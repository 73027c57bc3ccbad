use courier::store::InMemoryStore;
use courier::transport::Transport;
use courier::{DrainErrorKind, RequestQueue};
use reqwest::StatusCode;
use wiremock::matchers::{method, path};
use wiremock::{Mock, MockServer, ResponseTemplate};

async fn mount(server: &MockServer, route: &str, status: u16) {
    Mock::given(path(route))
        .respond_with(ResponseTemplate::new(status))
        .mount(server)
        .await;
}

async fn received_paths(server: &MockServer) -> Vec<String> {
    server
        .received_requests()
        .await
        .unwrap_or_default()
        .iter()
        .map(|r| r.url.path().to_owned())
        .collect()
}

#[tokio::test]
async fn delivers_queued_requests_in_order_over_http() {
    let server = MockServer::start().await;
    mount(&server, "/notes/1", 204).await;
    mount(&server, "/notes/2", 201).await;

    let client = reqwest::Client::new();
    let store = InMemoryStore::new();
    let queue = RequestQueue::builder(store.clone(), Transport::new(client.clone())).build();

    let first = client
        .put(format!("{}/notes/1", server.uri()))
        .header("x-revision", "7")
        .body("one")
        .build()
        .unwrap();
    let second = client
        .post(format!("{}/notes/2", server.uri()))
        .body("two")
        .build()
        .unwrap();

    let ack = queue.submit(&first).await.unwrap();
    assert_eq!(ack.status(), StatusCode::ACCEPTED);
    queue.submit(&second).await.unwrap();
    queue.sync_requests().await.unwrap();

    assert!(store.is_empty().await);
    let received = server.received_requests().await.unwrap();
    assert_eq!(received.len(), 2);
    assert_eq!(received[0].method.as_str(), "PUT");
    assert_eq!(received[0].url.path(), "/notes/1");
    assert_eq!(received[0].body, b"one");
    assert_eq!(
        received[0]
            .headers
            .get("x-revision")
            .and_then(|v| v.to_str().ok()),
        Some("7")
    );
    assert_eq!(received[1].method.as_str(), "POST");
    assert_eq!(received[1].body, b"two");
}

#[tokio::test]
async fn server_error_stops_the_drain_and_keeps_the_rest_queued() {
    let server = MockServer::start().await;
    mount(&server, "/a", 204).await;
    mount(&server, "/b", 503).await;
    mount(&server, "/c", 204).await;

    let client = reqwest::Client::new();
    let queue = RequestQueue::builder(InMemoryStore::new(), Transport::new(client.clone())).build();

    for route in ["/a", "/b", "/c"] {
        let request = client
            .post(format!("{}{route}", server.uri()))
            .body("x")
            .build()
            .unwrap();
        queue.submit(&request).await.unwrap();
    }

    let err = queue.sync_requests().await.unwrap_err();
    let drain = err.drain_error().expect("drain failure");
    assert!(matches!(drain.kind(), DrainErrorKind::Server(StatusCode::SERVICE_UNAVAILABLE)));
    assert!(drain.is_retryable());

    let queued: Vec<_> = queue
        .list_queued()
        .await
        .unwrap()
        .iter()
        .map(|r| r.url().path().to_owned())
        .collect();
    assert_eq!(queued, vec!["/b", "/c"]);

    let received = received_paths(&server).await;
    assert_eq!(received.first().map(String::as_str), Some("/a"));
    assert!(!received.iter().any(|p| p == "/c"));
}

#[tokio::test]
async fn rejected_requests_are_dropped_and_do_not_block_the_queue() {
    let server = MockServer::start().await;
    Mock::given(method("DELETE"))
        .and(path("/gone"))
        .respond_with(ResponseTemplate::new(404))
        .mount(&server)
        .await;
    mount(&server, "/next", 200).await;

    let client = reqwest::Client::new();
    let store = InMemoryStore::new();
    let queue = RequestQueue::builder(store.clone(), Transport::new(client.clone())).build();

    let delete = client
        .delete(format!("{}/gone", server.uri()))
        .build()
        .unwrap();
    let next = client
        .patch(format!("{}/next", server.uri()))
        .body("x")
        .build()
        .unwrap();
    queue.submit(&delete).await.unwrap();
    queue.submit(&next).await.unwrap();
    queue.sync_requests().await.unwrap();

    assert!(store.is_empty().await);
    assert_eq!(received_paths(&server).await, vec!["/gone", "/next"]);
}
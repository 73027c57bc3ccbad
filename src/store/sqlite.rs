use async_trait::async_trait;
use serde::{Deserialize, Serialize};
use sqlx::{Row, SqlitePool};

use crate::QueuedRequest;
use crate::store::{QueueStore, StoredRequest};

/// SQLx-based SQLite queue store.
///
/// Records are kept in the `queued_requests` table. The id column is an
/// `AUTOINCREMENT` primary key, so SQLite never hands out an id twice, even
/// after the newest row is deleted or the process restarts.
#[derive(Clone)]
pub struct SqliteStore {
    pool: SqlitePool,
}

impl SqliteStore {
    /// Creates a store over a pool whose schema is already in place.
    pub fn new_uninitialized(pool: SqlitePool) -> Self {
        Self { pool }
    }

    /// Creates a store and ensures the table exists.
    #[tracing::instrument(skip_all)]
    pub async fn try_new(pool: SqlitePool) -> Result<Self, Error> {
        create_table(&pool).await?;
        Ok(Self::new_uninitialized(pool))
    }
}

#[async_trait]
impl QueueStore for SqliteStore {
    type Error = Error;
    type ID = i64;

    #[tracing::instrument(skip_all, fields(method = request.method(), url = request.url()))]
    async fn add(&self, request: QueuedRequest) -> Result<i64, Error> {
        let headers: Vec<HeaderField> = request
            .headers()
            .iter()
            .map(|(name, value)| HeaderField {
                name: name.clone(),
                value: value.clone(),
            })
            .collect();
        let headers = serde_json::to_string(&headers)?;

        let result = sqlx::query(
            "INSERT INTO queued_requests (method, url, headers, body) VALUES (?, ?, ?, ?)",
        )
        .bind(request.method())
        .bind(request.url())
        .bind(headers)
        .bind(request.body())
        .execute(&self.pool)
        .await?;

        Ok(result.last_insert_rowid())
    }

    #[tracing::instrument(skip_all)]
    async fn get_all(&self) -> Result<Vec<StoredRequest<i64>>, Error> {
        let rows = sqlx::query(
            "SELECT request_id, method, url, headers, body FROM queued_requests ORDER BY request_id",
        )
        .fetch_all(&self.pool)
        .await?;

        rows.into_iter()
            .map(|row| -> Result<StoredRequest<i64>, Error> {
                let id: i64 = row.try_get("request_id")?;
                let method: String = row.try_get("method")?;
                let url: String = row.try_get("url")?;
                let headers: String = row.try_get("headers")?;
                let body: Vec<u8> = row.try_get("body")?;

                let headers = serde_json::from_str::<Vec<HeaderField>>(&headers)?
                    .into_iter()
                    .map(|field| (field.name, field.value))
                    .collect();
                Ok(StoredRequest::new(
                    id,
                    QueuedRequest::from_parts(method, url, headers, body),
                ))
            })
            .collect()
    }

    #[tracing::instrument(skip(self))]
    async fn delete(&self, id: i64) -> Result<(), Error> {
        sqlx::query("DELETE FROM queued_requests WHERE request_id = ?")
            .bind(id)
            .execute(&self.pool)
            .await?;
        Ok(())
    }
}

/// One entry of the `headers` JSON column. Values are raw bytes since HTTP
/// header values need not be UTF-8.
#[derive(Serialize, Deserialize)]
struct HeaderField {
    name: String,
    value: Vec<u8>,
}

/// Ensures the queue table exists.
async fn create_table(pool: &SqlitePool) -> Result<(), Error> {
    sqlx::query(
        "CREATE TABLE IF NOT EXISTS queued_requests (
            request_id INTEGER PRIMARY KEY AUTOINCREMENT,
            method TEXT NOT NULL,
            url TEXT NOT NULL,
            headers TEXT NOT NULL,
            body BLOB NOT NULL,
            created_at TEXT NOT NULL DEFAULT CURRENT_TIMESTAMP
        )",
    )
    .execute(pool)
    .await?;
    Ok(())
}

/// SQLite store errors.
#[derive(Debug)]
pub struct Error {
    context: tracing_error::SpanTrace,
    kind: SqliteStoreErrorKind,
}

/// Kinds of SQLite store errors.
#[derive(Debug)]
pub enum SqliteStoreErrorKind {
    Database(sqlx::Error),
    Serde(serde_json::Error),
}

impl Error {
    pub fn kind(&self) -> &SqliteStoreErrorKind {
        &self.kind
    }
}

impl std::fmt::Display for Error {
    fn fmt(&self, f: &mut std::fmt::Formatter<'_>) -> std::fmt::Result {
        match &self.kind {
            SqliteStoreErrorKind::Database(err) => writeln!(f, "Database error: {}", err),
            SqliteStoreErrorKind::Serde(err) => writeln!(f, "Serde error: {}", err),
        }?;
        self.context.fmt(f)
    }
}

impl std::error::Error for Error {
    fn source(&self) -> Option<&(dyn std::error::Error + 'static)> {
        match &self.kind {
            SqliteStoreErrorKind::Database(err) => Some(err),
            SqliteStoreErrorKind::Serde(err) => Some(err),
        }
    }
}

impl From<sqlx::Error> for Error {
    fn from(err: sqlx::Error) -> Self {
        Self {
            context: tracing_error::SpanTrace::capture(),
            kind: SqliteStoreErrorKind::Database(err),
        }
    }
}

impl From<serde_json::Error> for Error {
    fn from(err: serde_json::Error) -> Self {
        Self {
            context: tracing_error::SpanTrace::capture(),
            kind: SqliteStoreErrorKind::Serde(err),
        }
    }
}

****************

- TRY IT -
Report all lines of the data that include the word "RequestQueue".

- RESULT BELOW -
use courier::{DrainErrorKind, RequestQueue};
    let queue = RequestQueue::builder(store.clone(), Transport::new(client.clone())).build();
    let queue = RequestQueue::builder(InMemoryStore::new(), Transport::new(client.clone())).build();
    let queue = RequestQueue::builder(store.clone(), Transport::new(client.clone())).build();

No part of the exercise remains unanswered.